2.2 Representations of the Indemnified Party
The Indemnified Party represents and warrants to the Corporation that the Indemnified Party is not an undischarged bankrupt.
ARTICLE 3
INDEMNIFICATION BY CORPORATION AND
OBLIGATIONS OF INDEMNIFIED PARTY
3.1 Indemnification
(a) General Indemnity Except in respect of an action by or on behalf of the Corporation or Other Entity to procure a judgment in its favour against the Indemnified Party, or except as otherwise provided in this Agreement, the Corporation agrees to indemnify and hold the Indemnified Party harmless, to the fullest extent permitted by law, including but not limited to the indemnity under the Act, from and against any and all Losses which the Indemnified Party may reasonably suffer, sustain, incur or be required to pay in respect of any Claim, provided that the indemnity provided for in this Section 3.1(a) will only be available if:
(i) the Indemnified Party was acting honestly and in good faith with a view to the best interests of the Corporation or Other Entity, as the case may be; and
(ii) in the case of a criminal or administrative action or proceeding that is enforced by monetary penalty, the Indemnified Party had reasonable grounds for believing that the Indemnified Partys conduct was lawful.

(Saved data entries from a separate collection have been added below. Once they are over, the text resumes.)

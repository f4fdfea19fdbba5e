use std::process::{Command, ExitStatus, Stdio};

use super::{signal, ProcessError};

#[derive(Clone)]
pub struct ProcessExecutor;

impl Default for ProcessExecutor {
    fn default() -> Self {
        Self::new()
    }
}

impl ProcessExecutor {
    pub fn new() -> Self {
        Self
    }

    /// Spawns `argv[0]` (resolved through the standard PATH search) with
    /// the remaining words as arguments and blocks until it terminates.
    /// The child inherits the shell's stdio. The exit status is returned
    /// for callers that care; the shell loop itself does not.
    pub fn spawn_wait(&self, argv: &[String]) -> Result<ExitStatus, ProcessError> {
        let mut command = Command::new(&argv[0]);
        command
            .args(&argv[1..])
            .stdin(Stdio::inherit())
            .stdout(Stdio::inherit())
            .stderr(Stdio::inherit());

        let mut child = match command.spawn() {
            Ok(child) => child,
            Err(e) => {
                if e.kind() == std::io::ErrorKind::NotFound {
                    return Err(ProcessError::CommandNotFound(argv[0].clone()));
                }
                return Err(e.into());
            }
        };

        // An interrupt while waiting belongs to the foreground child; the
        // shell itself must survive it.
        signal::setup_signal_handlers()?;

        child.wait().map_err(Into::into)
    }
}
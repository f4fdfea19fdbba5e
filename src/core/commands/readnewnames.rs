use std::fs::File;
use std::io;

use super::{Command, CommandError, Signal};
use crate::core::state::ShellState;

/// Appends alias pairs from a file previously written by `savenewnames`,
/// echoing each pair as it is read. A missing file is reported but never
/// fatal.
#[derive(Clone)]
pub struct ReadNewNamesCommand;

impl Default for ReadNewNamesCommand {
    fn default() -> Self {
        Self::new()
    }
}

impl ReadNewNamesCommand {
    pub fn new() -> Self {
        Self
    }
}

impl Command for ReadNewNamesCommand {
    fn execute(&self, state: &mut ShellState, args: &[String]) -> Result<Signal, CommandError> {
        let path = match args.first() {
            Some(path) => path,
            None => return Err(CommandError::Usage("readnewnames".to_string())),
        };

        let mut file = match File::open(path) {
            Ok(file) => file,
            Err(err) if err.kind() == io::ErrorKind::NotFound => {
                return Err(CommandError::FileNotFound(path.clone()));
            }
            Err(err) => return Err(err.into()),
        };

        for entry in state.aliases.load_from(&mut file)? {
            println!("{} {}", entry.alias, entry.target);
        }
        Ok(Signal::Continue)
    }
}

#[cfg(test)]
mod tests {
    use super::*;
    use crate::core::commands::SaveNewNamesCommand;
    use std::{env, fs};

    #[test]
    fn test_requires_a_filename() {
        let cmd = ReadNewNamesCommand::new();
        let mut state = ShellState::new();

        let result = cmd.execute(&mut state, &[]);
        assert!(matches!(result, Err(CommandError::Usage(_))));
    }

    #[test]
    fn test_missing_file_is_reported() {
        let cmd = ReadNewNamesCommand::new();
        let mut state = ShellState::new();

        let result = cmd.execute(&mut state, &["/no/such/aliases.txt".to_string()]);
        assert!(matches!(result, Err(CommandError::FileNotFound(_))));
        assert!(state.aliases.is_empty());
    }

    #[test]
    fn test_save_then_read_round_trip() {
        let save = SaveNewNamesCommand::new();
        let read = ReadNewNamesCommand::new();
        let path = env::temp_dir().join(format!("myshell_roundtrip_{}", std::process::id()));
        let path_arg = vec![path.to_string_lossy().to_string()];

        let mut original = ShellState::new();
        original.aliases.add("ll", "ls");
        original.aliases.add("greet", "echo");
        save.execute(&mut original, &path_arg).unwrap();

        // A fresh shell run loads the same pairs in the same order.
        let mut restored = ShellState::new();
        read.execute(&mut restored, &path_arg).unwrap();
        assert_eq!(restored.aliases.entries(), original.aliases.entries());

        fs::remove_file(path).unwrap();
    }

    #[test]
    fn test_read_appends_to_existing_entries() {
        let save = SaveNewNamesCommand::new();
        let read = ReadNewNamesCommand::new();
        let path = env::temp_dir().join(format!("myshell_append_{}", std::process::id()));
        let path_arg = vec![path.to_string_lossy().to_string()];

        let mut state = ShellState::new();
        state.aliases.add("ll", "ls");
        save.execute(&mut state, &path_arg).unwrap();

        read.execute(&mut state, &path_arg).unwrap();
        assert_eq!(state.aliases.len(), 2);
        // The preexisting entry still wins lookup.
        assert_eq!(state.aliases.resolve("ll"), Some("ls"));

        fs::remove_file(path).unwrap();
    }
}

(b) Indemnity as of Right Notwithstanding anything in this Agreement, the Indemnified Party is entitled to an indemnity from the Corporation in respect of all costs, charges and expenses reasonably incurred by the Indemnified Party in connection with the defence of any Claim, if the Indemnified Party:
(i) was not judged by the court or other competent authority to have committed any fault or omitted to do anything that the Indemnified Party ought to have done; and
(ii) fulfils the conditions set out in Sections 3.1(a)(i) and (a)(ii) above.

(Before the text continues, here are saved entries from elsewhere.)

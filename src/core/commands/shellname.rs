use super::{Command, CommandError, Signal};
use crate::core::state::{ShellState, DEFAULT_NAME};

/// Sets the prompt's display name, or resets it to the default when called
/// with no argument.
#[derive(Clone)]
pub struct SetShellNameCommand;

impl Default for SetShellNameCommand {
    fn default() -> Self {
        Self::new()
    }
}

impl SetShellNameCommand {
    pub fn new() -> Self {
        Self
    }
}

impl Command for SetShellNameCommand {
    fn execute(&self, state: &mut ShellState, args: &[String]) -> Result<Signal, CommandError> {
        state.display_name = match args.first() {
            Some(name) => name.clone(),
            None => DEFAULT_NAME.to_string(),
        };
        Ok(Signal::Continue)
    }
}
use std::collections::BTreeMap;

mod cd;
mod help;
mod listnewnames;
mod newname;
mod readnewnames;
mod savenewnames;
mod shellname;
mod stop;
mod terminator;

pub use cd::CdCommand;
pub use help::HelpCommand;
pub use listnewnames::ListNewNamesCommand;
pub use newname::NewNameCommand;
pub use readnewnames::ReadNewNamesCommand;
pub use savenewnames::SaveNewNamesCommand;
pub use shellname::SetShellNameCommand;
pub use stop::StopCommand;
pub use terminator::SetTerminatorCommand;

use crate::core::state::ShellState;
use crate::process::{ProcessError, ProcessExecutor};

#[derive(Debug)]
pub enum CommandError {
    /// A builtin was invoked without a required argument. Carries the
    /// command name for the message.
    Usage(String),
    FileNotFound(String),
    Io(std::io::Error),
    Process(ProcessError),
}

impl std::fmt::Display for CommandError {
    fn fmt(&self, f: &mut std::fmt::Formatter<'_>) -> std::fmt::Result {
        match self {
            CommandError::Usage(cmd) => write!(f, "expected argument to \"{}\"", cmd),
            CommandError::FileNotFound(path) => write!(f, "the file does not exist: {}", path),
            CommandError::Io(err) => write!(f, "{}", err),
            CommandError::Process(err) => write!(f, "{}", err),
        }
    }
}

impl From<std::io::Error> for CommandError {
    fn from(err: std::io::Error) -> Self {
        CommandError::Io(err)
    }
}

impl From<ProcessError> for CommandError {
    fn from(err: ProcessError) -> Self {
        CommandError::Process(err)
    }
}

/// Whether the loop keeps reading after a command finishes.
#[derive(Debug, Clone, Copy, PartialEq, Eq)]
pub enum Signal {
    Continue,
    Stop,
}

pub trait Command {
    fn execute(&self, state: &mut ShellState, args: &[String]) -> Result<Signal, CommandError>;
}

#[derive(Clone)]
enum CommandType {
    Cd(CdCommand),
    Help(HelpCommand),
    ListNewNames(ListNewNamesCommand),
    NewName(NewNameCommand),
    ReadNewNames(ReadNewNamesCommand),
    SaveNewNames(SaveNewNamesCommand),
    SetShellName(SetShellNameCommand),
    SetTerminator(SetTerminatorCommand),
    Stop(StopCommand),
}

impl Command for CommandType {
    fn execute(&self, state: &mut ShellState, args: &[String]) -> Result<Signal, CommandError> {
        match self {
            CommandType::Cd(cmd) => cmd.execute(state, args),
            CommandType::Help(cmd) => cmd.execute(state, args),
            CommandType::ListNewNames(cmd) => cmd.execute(state, args),
            CommandType::NewName(cmd) => cmd.execute(state, args),
            CommandType::ReadNewNames(cmd) => cmd.execute(state, args),
            CommandType::SaveNewNames(cmd) => cmd.execute(state, args),
            CommandType::SetShellName(cmd) => cmd.execute(state, args),
            CommandType::SetTerminator(cmd) => cmd.execute(state, args),
            CommandType::Stop(cmd) => cmd.execute(state, args),
        }
    }
}

#[derive(Clone)]
pub struct CommandExecutor {
    commands: BTreeMap<String, CommandType>,
    process_executor: ProcessExecutor,
}

impl Default for CommandExecutor {
    fn default() -> Self {
        Self::new()
    }
}

impl CommandExecutor {
    pub fn new() -> Self {
        let mut commands = BTreeMap::new();

        commands.insert("cd".to_string(), CommandType::Cd(CdCommand::new()));
        commands.insert("help".to_string(), CommandType::Help(HelpCommand::new()));
        commands.insert(
            "listnewnames".to_string(),
            CommandType::ListNewNames(ListNewNamesCommand::new()),
        );
        commands.insert(
            "newname".to_string(),
            CommandType::NewName(NewNameCommand::new()),
        );
        commands.insert(
            "readnewnames".to_string(),
            CommandType::ReadNewNames(ReadNewNamesCommand::new()),
        );
        commands.insert(
            "savenewnames".to_string(),
            CommandType::SaveNewNames(SaveNewNamesCommand::new()),
        );
        commands.insert(
            "setshellname".to_string(),
            CommandType::SetShellName(SetShellNameCommand::new()),
        );
        commands.insert(
            "setterminator".to_string(),
            CommandType::SetTerminator(SetTerminatorCommand::new()),
        );
        commands.insert("stop".to_string(), CommandType::Stop(StopCommand::new()));

        // The help listing comes from the registry itself, so it is filled
        // in once everything is registered.
        let names: Vec<String> = commands.keys().cloned().collect();
        if let Some(CommandType::Help(help)) = commands.get_mut("help") {
            help.set_builtins(names);
        }

        CommandExecutor {
            commands,
            process_executor: ProcessExecutor::new(),
        }
    }

    /// Dispatches one token sequence: alias rewrite first, then builtin
    /// lookup on the rewritten name, then the external launcher.
    pub fn execute(
        &self,
        state: &mut ShellState,
        tokens: &[String],
    ) -> Result<Signal, CommandError> {
        let first = match tokens.first() {
            Some(first) => first,
            None => return Ok(Signal::Continue),
        };

        // The alias table rewrites the command word before the builtin
        // check, so an alias sharing a builtin's name shadows that builtin.
        let command = match state.aliases.resolve(first) {
            Some(target) => target.to_owned(),
            None => first.clone(),
        };

        if let Some(builtin) = self.commands.get(command.as_str()) {
            return builtin.execute(state, &tokens[1..]);
        }

        let mut argv = Vec::with_capacity(tokens.len());
        argv.push(command);
        argv.extend_from_slice(&tokens[1..]);
        self.process_executor.spawn_wait(&argv)?;
        Ok(Signal::Continue)
    }

    pub fn is_builtin(&self, command: &str) -> bool {
        self.commands.contains_key(command)
    }

    /// Registered builtin names in registry order. The completer and the
    /// help listing both derive from this.
    pub fn builtin_names(&self) -> Vec<String> {
        self.commands.keys().cloned().collect()
    }
}
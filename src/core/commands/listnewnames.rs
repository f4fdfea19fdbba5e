use super::{Command, CommandError, Signal};
use crate::core::state::ShellState;

/// Prints every alias pair, one `alias target` line per entry, in the order
/// they were added.
#[derive(Clone)]
pub struct ListNewNamesCommand;

impl Default for ListNewNamesCommand {
    fn default() -> Self {
        Self::new()
    }
}

impl ListNewNamesCommand {
    pub fn new() -> Self {
        Self
    }
}

impl Command for ListNewNamesCommand {
    fn execute(&self, state: &mut ShellState, _args: &[String]) -> Result<Signal, CommandError> {
        for entry in state.aliases.entries() {
            println!("{} {}", entry.alias, entry.target);
        }
        Ok(Signal::Continue)
    }
}

#[cfg(test)]
mod tests {
    use super::*;

    #[test]
    fn test_list_continues_even_when_empty() {
        let cmd = ListNewNamesCommand::new();
        let mut state = ShellState::new();

        assert!(matches!(cmd.execute(&mut state, &[]), Ok(Signal::Continue)));

        state.aliases.add("ll", "ls");
        assert!(matches!(cmd.execute(&mut state, &[]), Ok(Signal::Continue)));
    }
}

(c) Derivative Claims In respect of any action by or on behalf of the Corporation or Other Entity to procure a judgment in its favour against the Indemnified Party, in respect of which the Indemnified Party is made a party because of the Indemnified Partys association with the Corporation or Other Entity, the Corporation shall make application, at its expense, for the approval of a court of competent jurisdiction to advance monies to the Indemnified Party for costs, charges and expenses reasonably incurred by the Indemnified Party in connection with such action and to indemnify and save harmless the Indemnified Party for such costs, charges and expenses of such action provided the Indemnified Party fulfils the conditions set out in Sections 3.1(a)(i) and (a)(ii) above and provided that such advance or indemnification is not prohibited under any applicable statute and provided the Indemnified Party shall repay such funds advanced if the Indemnified Party ultimately does not fulfil the conditions set out in Sections 3.1(a)(i) and (a)(ii) above.
(d) Incidental Expenses Except to the extent such costs, charges or expenses are paid by the Other Entity, the Corporation shall pay or reimburse the Indemnified Party for the Indemnified Partys reasonable and necessary travel, lodging or accommodation costs, charges or expenses paid or incurred by or on behalf of the Indemnified Party in carrying out the Indemnified Partys duties as a director or officer of the Corporation or Other Entity.
(e) Specific Indemnity for Statutory Obligations Without limiting the generality of the preceding Sections 3.1(a) through (d) of this Agreement, the Corporation agrees, to the extent permitted by law, to indemnify and save the Indemnified Party harmless from and against any and all costs, charges, expenses, fees, damages or liabilities arising by operation of statute and incurred by or imposed upon the Indemnified Party in relation to the affairs of the Corporation or Other Entity in the Indemnified Partys capacity as a director or officer thereof, including but not limited to all statutory obligations to creditors, employees, suppliers, contractors, subcontractors, and any government or any agency or division of any government, whether federal, provincial, state, regional or municipal, provided that the indemnity provided for in this Section 3.1(e) will only be available if the Indemnified Party fulfils the conditions in Sections 3.1(a)(i) and (a)(ii) above.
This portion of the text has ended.